From the figure above, it is seen that when $T=5$ or $T=6$, the final position meets the target position, but when $T$ is above 6 the final position does not.
$(2)$ If the cost function involves the final position and zero final speed, we can obtain the results after inference shown as below.

From the figure above, it is seen that when $T=5$ or $T=6$, the final position roughly meets the target position, but when $T$ is above 6 the final position does not.
### Set the cost to every step
From the figure below, we can see there is a cost $c$ set in every step.

$(1)$ Cost Example: Average Distance

$(2)$ Cost Example: Softmin

Different forms of cost functions can be explored through experimentation.
## Optimization_Path_Planner-Notebook
In this notebook, we use tri-cycle as an example as well.
### Define kinematic model of a tricycle $\dot{x}=f(x,u)$.
* $x$ represents state: ($x$, $y$, $θ$, $s$)
* $u$ represents control: ($ϕ$, $a$)
* We feed $x[t-1]$ and $u[t]$ to obtain the next state $x[t]$
```
def f(x, u, t=None):
L = 1 # m
x, y, θ, s = x
ϕ, a = u
f = torch.zeros(4)
f[0] = s * torch.cos(θ)
f[1] = s * torch.sin(θ)
f[2] = s / L * torch.tan(ϕ)
f[3] = a
return f
```
### Define several cost functions
As mentioned above, cost functions can take various forms.
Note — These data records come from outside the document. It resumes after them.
//! Controller tying one enhanced control's store, config, search, and
//! surface together.
//!
//! A [`Picker`] owns the store and is its only writer. Event handling
//! (in [`handler`](crate::app::handler)) calls the `pub(crate)` operations
//! here; each operation reads a snapshot, applies its guards, dispatches the
//! resulting actions, and publishes notices. A store subscription flips a
//! render flag on every dispatch, which the handler drains into its
//! "needs render" return value.
//!
//! Rendering itself is pull-based: [`Picker::render`] takes a fresh snapshot
//! and hands it to the diff-driven renderer together with the transient view
//! inputs (search phase, highlight, control kind).

use crate::app::handler::SEARCH_DEBOUNCE_MS;
use crate::app::modes::{ControlKind, SearchPhase};
use crate::app::notices::{Notice, NoticeBus, NoticeEvent, RejectReason};
use crate::app::Effect;
use crate::domain::{SourceChoice, SourceGroup};
use crate::render::classnames::ClassNames;
use crate::render::renderer::{RenderPass, Renderer};
use crate::render::surface::Surface;
use crate::search::{FuzzySearcher, SearchCandidate, Searcher};
use crate::store::{actions, State, Store};
use crate::Config;
use regex::Regex;
use std::cell::Cell;
use std::fmt;
use std::rc::Rc;

/// One enhanced control.
///
/// Generic over the [`Surface`] the host provides, so production hosts and
/// tests drive exactly the same machinery.
pub struct Picker<S: Surface> {
    pub store: Store,
    pub config: Config,
    pub kind: ControlKind,
    pub search: SearchPhase,
    /// Index into the rendered choice rows, not into the raw collection.
    pub highlight: Option<usize>,
    /// Mirror of the host input field's visible text.
    pub input_value: String,
    pub dropdown_open: bool,
    pub(crate) renderer: Renderer,
    pub(crate) notices: NoticeBus,
    surface: S,
    searcher: Box<dyn Searcher>,
    filter: Option<Regex>,
    next_token: u64,
    render_flag: Rc<Cell<bool>>,
}

impl<S: Surface> Picker<S> {
    /// Creates a picker over `surface` with an empty store.
    ///
    /// A class-name file named in the config is loaded here; a missing or
    /// malformed file logs and falls back to the defaults. An invalid
    /// `regex_filter` pattern is logged and ignored rather than refusing
    /// the whole control.
    pub fn new(kind: ControlKind, config: Config, surface: S) -> Self {
        let classes = config
            .class_file
            .as_ref()
            .map_or_else(ClassNames::default, |path| {
                ClassNames::from_file(path).unwrap_or_else(|err| {
                    tracing::debug!(error = %err, "falling back to default class names");
                    ClassNames::default()
                })
            });

        let filter = config
            .regex_filter
            .as_ref()
            .and_then(|pattern| match Regex::new(pattern) {
                Ok(re) => Some(re),
                Err(err) => {
                    tracing::warn!(pattern = %pattern, error = %err, "ignoring invalid value filter");
                    None
                }
            });

        let render_flag = Rc::new(Cell::new(false));
        let mut store = Store::new();
        let flag = Rc::clone(&render_flag);
        store.subscribe(Box::new(move || flag.set(true)));

        Self {
            store,
            config,
            kind,
            search: SearchPhase::Idle,
            highlight: None,
            input_value: String::new(),
            dropdown_open: false,
            renderer: Renderer::new(classes),
            notices: NoticeBus::default(),
            surface,
            searcher: Box::new(FuzzySearcher::new()),
            filter,
            next_token: 0,
            render_flag,
        }
    }

    /// Replaces the default fuzzy scorer.
    #[must_use]
    pub fn with_searcher(mut self, searcher: Box<dyn Searcher>) -> Self {
        self.searcher = searcher;
        self
    }

    /// Returns the current store snapshot.
    #[must_use]
    pub fn state(&self) -> State {
        self.store.state()
    }

    /// Returns the control's value: active item values joined with the
    /// configured delimiter.
    #[must_use]
    pub fn value(&self) -> String {
        self.store.state().serialized_value(&self.config.delimiter)
    }

    /// Registers a notice observer.
    pub fn observe(&mut self, observer: Box<dyn FnMut(&Notice)>) {
        self.notices.observe(observer);
    }

    /// Read access to the surface, mainly for test assertions.
    pub fn surface(&self) -> &S {
        &self.surface
    }

    /// The resolved class vocabulary, for host scaffolding (container,
    /// input, dropdown chrome) outside the rendered regions.
    #[must_use]
    pub fn class_names(&self) -> &ClassNames {
        self.renderer.classes()
    }

    /// Renders the current snapshot to the surface.
    ///
    /// Regions whose collections are pointer-identical to the previous
    /// render are skipped. The renderer clamps the requested highlight to
    /// the rows it actually produced and the clamped value is written back,
    /// so `highlight` always refers to a real row afterwards.
    pub fn render(&mut self) {
        let state = self.store.state();
        let pass = RenderPass {
            searching: self.search.is_searching(),
            query: self.search.active_query().unwrap_or(""),
            highlight: self.highlight,
            kind: self.kind,
            delimiter: &self.config.delimiter,
            no_results_text: &self.config.no_results_text,
            no_choices_text: &self.config.no_choices_text,
            searcher: self.searcher.as_ref(),
        };
        self.highlight = self.renderer.render(&state, &pass, &mut self.surface);
        self.render_flag.set(false);
    }

    /// Drains the dirty flag set by store dispatches since the last drain.
    pub(crate) fn take_render_flag(&mut self) -> bool {
        self.render_flag.replace(false)
    }

    pub(crate) fn open_dropdown(&mut self, open: bool) {
        if self.dropdown_open != open {
            self.dropdown_open = open;
            self.surface.set_dropdown_open(open);
        }
    }

    /// Highlight changes reach the surface immediately; they are view
    /// state only and never warrant a full render on their own.
    pub(crate) fn clear_highlight(&mut self) {
        self.highlight = None;
        self.surface.set_highlight(None);
    }

    pub(crate) fn move_highlight_to(&mut self, index: usize) {
        self.highlight = Some(index);
        self.surface.set_highlight(Some(index));
    }

    /// Arms a debounce round for the current input text.
    ///
    /// Issues a fresh token, records it with the query in the search phase,
    /// and returns the timer effect for the host. Re-arming supersedes any
    /// earlier round: the old token can no longer match.
    pub(crate) fn schedule_search(&mut self) -> Effect {
        self.next_token = self.next_token.wrapping_add(1);
        let token = self.next_token;
        self.search = SearchPhase::Scheduled {
            token,
            query: self.input_value.clone(),
        };
        tracing::debug!(token, query = %self.input_value, "search debounce armed");
        Effect::ScheduleSearch {
            token,
            delay_ms: SEARCH_DEBOUNCE_MS,
        }
    }

    /// Ranks the pool against `query` and applies the filter.
    ///
    /// The haystack is every non-disabled choice regardless of its current
    /// active flag, so a second search ranks against the full pool instead
    /// of narrowing within the first one's survivors.
    pub(crate) fn run_search(&mut self, query: &str) {
        let state = self.store.state();
        let candidates: Vec<SearchCandidate> = state
            .searchable_choices()
            .iter()
            .map(|c| SearchCandidate {
                id: c.id,
                label: c.label.clone(),
                value: c.value.clone(),
            })
            .collect();
        let ranked: Vec<u64> = self
            .searcher
            .search(query, &candidates)
            .iter()
            .map(|m| m.id)
            .collect();
        let result_count = ranked.len();

        self.store.dispatch(actions::filter_choices(ranked));
        self.search = SearchPhase::Active {
            query: query.to_string(),
        };
        self.notices.emit(NoticeEvent::SearchApplied {
            query: query.to_string(),
            result_count,
        });
    }

    /// Leaves the search lifecycle.
    ///
    /// An applied filter is undone and announced; a merely scheduled one is
    /// dropped silently, stranding its timer token.
    pub(crate) fn clear_search(&mut self) {
        match std::mem::take(&mut self.search) {
            SearchPhase::Idle | SearchPhase::Scheduled { .. } => {}
            SearchPhase::Active { .. } => {
                self.store.dispatch(actions::activate_choices());
                self.notices.emit(NoticeEvent::SearchCleared);
            }
        }
    }

    /// Attempts to add `raw` as an item, applying every configured gate.
    ///
    /// Rejections emit an [`NoticeEvent::AddRejected`] with the reason and
    /// leave state untouched. For select-one controls a successful add first
    /// removes the current item, and the item cap does not apply.
    pub(crate) fn try_add_value(
        &mut self,
        raw: &str,
        label: Option<String>,
        choice_id: Option<u64>,
    ) -> bool {
        let value = raw.trim();
        if value.is_empty() {
            return false;
        }
        if !self.config.add_items {
            self.reject(value, RejectReason::AddDisabled);
            return false;
        }

        let state = self.store.state();
        if self.kind != ControlKind::SelectOne {
            if let Some(max) = self.config.max_items {
                if state.active_items().len() >= max {
                    self.reject(value, RejectReason::LimitReached);
                    return false;
                }
            }
        }
        if !self.config.allow_duplicates
            && state.active_items().iter().any(|item| item.value == value)
        {
            self.reject(value, RejectReason::Duplicate);
            return false;
        }
        if self.kind == ControlKind::TextInput {
            if let Some(filter) = &self.filter {
                if !filter.is_match(value) {
                    self.reject(value, RejectReason::PatternMismatch);
                    return false;
                }
            }
        }

        if self.kind == ControlKind::SelectOne {
            self.remove_active_items();
        }
        self.store
            .dispatch(actions::add_item(value.to_string(), label, choice_id));

        let added = self.store.state();
        if let Some(item) = added.last_active_item() {
            self.notices.emit(NoticeEvent::ItemAdded {
                id: item.id,
                value: item.value.clone(),
            });
        }
        true
    }

    /// Soft-deletes an active item and announces the removal.
    pub(crate) fn remove_item_by_id(&mut self, id: u64) -> bool {
        let state = self.store.state();
        let Some(item) = state.get_item(id) else {
            return false;
        };
        let value = item.value.clone();
        let choice_id = item.choice_id;

        self.store.dispatch(actions::remove_item(id, choice_id));
        self.notices.emit(NoticeEvent::ItemRemoved { id, value });
        true
    }

    /// Converts a choice into an item.
    ///
    /// Disabled and already-taken choices are refused. A successful take
    /// ends any search in progress so the full pool returns.
    pub(crate) fn take_choice(&mut self, choice_id: u64) -> bool {
        let state = self.store.state();
        let Some(choice) = state.get_choice(choice_id) else {
            return false;
        };
        if choice.disabled || choice.selected {
            return false;
        }
        let value = choice.value.clone();
        let label = choice.label.clone();

        if !self.try_add_value(&value, Some(label), Some(choice_id)) {
            return false;
        }
        self.notices.emit(NoticeEvent::ChoiceTaken { choice_id });
        if !matches!(self.search, SearchPhase::Idle) {
            self.clear_search();
        }
        true
    }

    /// The choice id under the highlight, per the last rendered rows.
    pub(crate) fn highlighted_choice_id(&self) -> Option<u64> {
        let index = self.highlight?;
        self.renderer.rendered_choice_ids().get(index).copied()
    }

    pub(crate) fn reject(&mut self, value: &str, reason: RejectReason) {
        tracing::warn!(value = %value, reason = ?reason, "add rejected");
        self.notices.emit(NoticeEvent::AddRejected {
            value: value.to_string(),
            reason,
        });
    }

    /// Loads the parsed source groups and choices into the store.
    ///
    /// Group membership and disablement flow down to member choices. A
    /// choice arriving pre-selected becomes an item immediately, unless it
    /// is disabled.
    pub(crate) fn seed(&mut self, groups: &[SourceGroup], choices: &[SourceChoice]) {
        for group in groups {
            self.store.dispatch(actions::add_group(
                group.label.clone(),
                group.disabled,
                !group.choices.is_empty(),
            ));
            let group_id = self.store.state().groups.last().map(|g| g.id);
            for choice in &group.choices {
                self.seed_choice(choice, group_id, group.disabled);
            }
        }
        for choice in choices {
            self.seed_choice(choice, None, false);
        }
        tracing::debug!(
            groups = groups.len(),
            choices = self.store.state().choices.len(),
            "seeded"
        );
    }

    fn seed_choice(&mut self, source: &SourceChoice, group_id: Option<u64>, group_disabled: bool) {
        let disabled = source.disabled || group_disabled;
        let label = source.label.clone();
        self.store.dispatch(actions::add_choice(
            source.value.clone(),
            label,
            group_id,
            disabled,
        ));

        if source.selected && !disabled {
            if self.kind == ControlKind::SelectOne {
                self.remove_active_items();
            }
            let seeded = self
                .store
                .state()
                .choices
                .last()
                .map(|c| (c.id, c.value.clone(), c.label.clone()));
            if let Some((id, value, label)) = seeded {
                self.store
                    .dispatch(actions::add_item(value, Some(label), Some(id)));
            }
        }
    }

    fn remove_active_items(&mut self) {
        let current: Vec<(u64, Option<u64>)> = self
            .store
            .state()
            .active_items()
            .iter()
            .map(|item| (item.id, item.choice_id))
            .collect();
        for (id, choice_id) in current {
            self.store.dispatch(actions::remove_item(id, choice_id));
        }
    }
}

impl<S: Surface + fmt::Debug> fmt::Debug for Picker<S> {
    fn fmt(&self, f: &mut fmt::Formatter<'_>) -> fmt::Result {
        f.debug_struct("Picker")
            .field("kind", &self.kind)
            .field("search", &self.search)
            .field("highlight", &self.highlight)
            .field("input_value", &self.input_value)
            .field("dropdown_open", &self.dropdown_open)
            .field("surface", &self.surface)
            .finish_non_exhaustive()
    }
}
In this notebook, we list 5 kinds as follows:
* **vanilla_cost**: Focuses on the final position
* **cost_with_target_s**: Focuses on the final position and final zero speed.
* **cost_sum_distances**: Focuses on the position of every step, and minimizes the mean of the distances.
* **cost_sum_square_distances**: Focuses on the position of every step, and minimizes the mean of squared distances.
* **cost_logsumexp**: The distance of the closest position should be minimized.
```
def vanilla_cost(state, target):
x_x, x_y = target
return (state[-1][0] - x_x).pow(2) + (state[-1][1] - x_y).pow(2)
def cost_with_target_s(state, target):
x_x, x_y = target
return (state[-1][0] - x_x).pow(2) + (state[-1][1] - x_y).pow(2) + (state[-1][-1]).pow(2)
def cost_sum_distances(state, target):
x_x, x_y = target
dists = ((state[:, 0] - x_x).pow(2) + (state[:, 1] - x_y).pow(2)).pow(0.5)
return dists.mean()
def cost_sum_square_distances(state, target):
x_x, x_y = target
dists = ((state[:, 0] - x_x).pow(2) + (state[:, 1] - x_y).pow(2))
return dists.mean()
def cost_logsumexp(state, target):
x_x, x_y = target
dists = ((state[:, 0] - x_x).pow(2) + (state[:, 1] - x_y).pow(2))#.pow(0.5)
return -1 * torch.logsumexp(-1 * dists, dim=0)
```
### Define path planning with cost
* The optimizer is set to be SGD.
* Time interval T is set to be 1s.
* We need to compute every state from the initial state by the following code:
```
x = [torch.tensor((0, 0, 0, s),dtype=torch.float32)]
for t in range(1, T+1):
x.append(x[-1] + f(x[-1], u[t-1]) * dt)
x_t = torch.stack(x)
```
* Then compute the cost:
`cost = cost_f(x_t, (x_x, x_y))
costs.append(cost.item())`
* Implement backprop and update $u$
```
optimizer.zero_grad()
cost.backward()
optimizer.step()
```
* Now we can feed values to path_planning_with_cost to obtain inference results and plot trajectories. **Example**:
`path_planning_with_cost(x_x=5, x_y=1, s=1, T=5, epochs=5, stepsize=0.01, cost_f=vanilla_cost, debug=False)`
## Summary
We introduced the state transition function and the way to model a physical system with state and control. We discussed how to achieve optimal control by inference using Kelley-Bryson algorithm, which utilizes backprop through time and gradient descent. Finally, we explained the notebook of Optimization_Path_Planner, in which various cost functions are defined and path planning is implemented to guide a tri-cycle to reach the desired position with the specified speed.